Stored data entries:
((

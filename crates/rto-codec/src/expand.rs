//! Token resolution: the single left-to-right scan that undoes substitution
//! and escaping together.

use rto_core::token::{decode_index, is_word_byte, TILDE};
use rto_core::{Tier, WordTable};

use crate::dictionary::LocalDictionary;

/// The three lookup tables a body is resolved against.
#[derive(Debug, Clone, Copy)]
pub struct Tables<'a> {
    pub local: &'a LocalDictionary,
    pub types: &'a WordTable,
    pub global: &'a WordTable,
}

impl<'a> Tables<'a> {
    fn resolve(&self, tier: Tier, index: usize) -> Option<&'a str> {
        match tier {
            Tier::Local => self.local.get(index),
            Tier::Type => self.types.get(index),
            Tier::Global => self.global.get(index),
        }
    }
}

#[derive(Debug, Clone, Copy, PartialEq, Eq)]
enum State {
    /// Emitting bytes verbatim.
    Copy,
    /// Just read a `~` at `start`.
    TokenStart { start: usize },
    /// Deciding the tier from the byte after the tilde.
    TierResolve { start: usize },
    /// Consuming index characters that begin at `from`.
    IndexScan { start: usize, tier: Tier, from: usize },
    /// Index literal is `body[from..end]`.
    Emit { start: usize, tier: Tier, from: usize, end: usize },
}

/// Resolve every token in `body`. `~~` becomes `~`; a token whose index is
/// unknown to its tier is copied through unchanged.
pub fn expand_body(body: &[u8], tables: &Tables<'_>) -> Vec<u8> {
    let mut out = Vec::with_capacity(body.len() + body.len() / 2);
    let mut state = State::Copy;
    let mut pos = 0;

    loop {
        state = match state {
            State::Copy => match body.get(pos) {
                None => break,
                Some(&TILDE) => State::TokenStart { start: pos },
                Some(&byte) => {
                    out.push(byte);
                    pos += 1;
                    State::Copy
                }
            },
            State::TokenStart { start } => {
                pos = start + 1;
                if body.get(pos) == Some(&TILDE) {
                    out.push(TILDE);
                    pos += 1;
                    State::Copy
                } else {
                    State::TierResolve { start }
                }
            }
            State::TierResolve { start } => match body.get(pos) {
                None => {
                    out.push(TILDE);
                    State::Copy
                }
                Some(&marker) => {
                    let tier = Tier::from_marker(marker);
                    let from = pos + tier.marker_len();
                    State::IndexScan { start, tier, from }
                }
            },
            State::IndexScan { start, tier, from } => {
                let end = body[from..]
                    .iter()
                    .position(|&b| !is_word_byte(b))
                    .map_or(body.len(), |n| from + n);
                State::Emit { start, tier, from, end }
            }
            State::Emit { start, tier, from, end } => {
                let word = decode_index(&body[from..end]).and_then(|i| tables.resolve(tier, i));
                match word {
                    Some(word) => out.extend_from_slice(word.as_bytes()),
                    None => out.extend_from_slice(&body[start..end]),
                }
                pos = end;
                State::Copy
            }
        };
    }
    out
}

))

_Exercise details_
Looking at the records, report the number of lines that hold the string "TokenStart", with no other text.

_Response_
3